- WORK INSTRUCTION
Where a line of the entries below includes the string "BlockStream", count it. Give only the resulting number.

(Items listed in a dataset)

• • • •

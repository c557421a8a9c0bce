//! In-process exchange
//!
//! Serves blocks from a local map as if they came from peers. Batch requests
//! answer in reverse request order so callers can't rely on ordering, and an
//! optional per-block delay makes arrival observable.

use async_trait::async_trait;
use cid::Cid;
use dashmap::DashMap;
use futures::StreamExt;
use std::sync::atomic::{AtomicBool, AtomicU64, Ordering};
use std::sync::Arc;
use std::time::Duration;
use tokio_util::sync::CancellationToken;

use super::{BlockStream, Exchange, Fetcher};
use crate::block::Block;
use crate::error::{BlockServiceError, Result};

#[derive(Default)]
struct Shared {
    blocks: DashMap<Cid, Block>,
    delay: Option<Duration>,
    get_block_calls: AtomicU64,
    get_blocks_calls: AtomicU64,
    session_calls: AtomicU64,
    sessions_created: AtomicU64,
    notified: AtomicU64,
    fail_notify: AtomicBool,
    closed: AtomicBool,
}

impl Shared {
    async fn fetch_one(&self, cid: &Cid, cancel: &CancellationToken) -> Result<Block> {
        if let Some(delay) = self.delay {
            tokio::select! {
                _ = tokio::time::sleep(delay) => {}
                _ = cancel.cancelled() => return Err(BlockServiceError::Cancelled),
            }
        }
        self.blocks
            .get(cid)
            .map(|b| b.value().clone())
            .ok_or(BlockServiceError::NotFound(*cid))
    }

    fn fetch_many(&self, cids: Vec<Cid>, cancel: CancellationToken) -> BlockStream {
        let found: Vec<Block> = cids
            .iter()
            .rev()
            .filter_map(|c| self.blocks.get(c).map(|b| b.value().clone()))
            .collect();

        let stopped = async move { cancel.cancelled().await };
        match self.delay {
            Some(delay) => futures::stream::iter(found)
                .then(move |block| async move {
                    tokio::time::sleep(delay).await;
                    block
                })
                .take_until(stopped)
                .boxed(),
            None => futures::stream::iter(found).take_until(stopped).boxed(),
        }
    }
}

/// Exchange answering from an in-memory block map
#[derive(Clone, Default)]
pub struct MemoryExchange {
    shared: Arc<Shared>,
    sessions: bool,
}

impl MemoryExchange {
    pub fn new() -> Self {
        Self::default()
    }

    /// Exchange that also hands out protocol sessions
    pub fn with_sessions() -> Self {
        Self {
            shared: Arc::new(Shared::default()),
            sessions: true,
        }
    }

    /// Delay every block delivery by `delay`
    pub fn with_delay(delay: Duration, sessions: bool) -> Self {
        Self {
            shared: Arc::new(Shared {
                delay: Some(delay),
                ..Shared::default()
            }),
            sessions,
        }
    }

    /// Make a block available from "peers"
    pub fn insert(&self, block: Block) {
        self.shared.blocks.insert(*block.cid(), block);
    }

    pub fn fail_notifications(&self, fail: bool) {
        self.shared.fail_notify.store(fail, Ordering::Relaxed);
    }

    pub fn get_block_calls(&self) -> u64 {
        self.shared.get_block_calls.load(Ordering::Relaxed)
    }

    pub fn get_blocks_calls(&self) -> u64 {
        self.shared.get_blocks_calls.load(Ordering::Relaxed)
    }

    /// Fetches that went through a session rather than the exchange
    pub fn session_calls(&self) -> u64 {
        self.shared.session_calls.load(Ordering::Relaxed)
    }

    pub fn sessions_created(&self) -> u64 {
        self.shared.sessions_created.load(Ordering::Relaxed)
    }

    /// Blocks announced through `notify_new_blocks`
    pub fn notified(&self) -> u64 {
        self.shared.notified.load(Ordering::Relaxed)
    }

    pub fn is_closed(&self) -> bool {
        self.shared.closed.load(Ordering::Relaxed)
    }
}

#[async_trait]
impl Fetcher for MemoryExchange {
    async fn get_block(&self, cid: &Cid, cancel: &CancellationToken) -> Result<Block> {
        self.shared.get_block_calls.fetch_add(1, Ordering::Relaxed);
        self.shared.fetch_one(cid, cancel).await
    }

    async fn get_blocks(&self, cids: Vec<Cid>, cancel: CancellationToken) -> Result<BlockStream> {
        self.shared.get_blocks_calls.fetch_add(1, Ordering::Relaxed);
        Ok(self.shared.fetch_many(cids, cancel))
    }
}

#[async_trait]
impl Exchange for MemoryExchange {
    async fn notify_new_blocks(&self, blocks: &[Block]) -> Result<()> {
        if self.shared.fail_notify.load(Ordering::Relaxed) {
            return Err(BlockServiceError::exchange("no peers reachable"));
        }
        self.shared
            .notified
            .fetch_add(blocks.len() as u64, Ordering::Relaxed);
        Ok(())
    }

    fn supports_sessions(&self) -> bool {
        self.sessions
    }

    fn new_session(&self, _scope: CancellationToken) -> Option<Arc<dyn Fetcher>> {
        if !self.sessions {
            return None;
        }
        self.shared.sessions_created.fetch_add(1, Ordering::Relaxed);
        Some(Arc::new(MemorySession {
            shared: Arc::clone(&self.shared),
        }))
    }

    async fn close(&self) -> Result<()> {
        self.shared.closed.store(true, Ordering::Relaxed);
        Ok(())
    }
}

struct MemorySession {
    shared: Arc<Shared>,
}

#[async_trait]
impl Fetcher for MemorySession {
    async fn get_block(&self, cid: &Cid, cancel: &CancellationToken) -> Result<Block> {
        self.shared.session_calls.fetch_add(1, Ordering::Relaxed);
        self.shared.fetch_one(cid, cancel).await
    }

    async fn get_blocks(&self, cids: Vec<Cid>, cancel: CancellationToken) -> Result<BlockStream> {
        self.shared.session_calls.fetch_add(1, Ordering::Relaxed);
        Ok(self.shared.fetch_many(cids, cancel))
    }
}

• • • •

- TASK ANSWER
4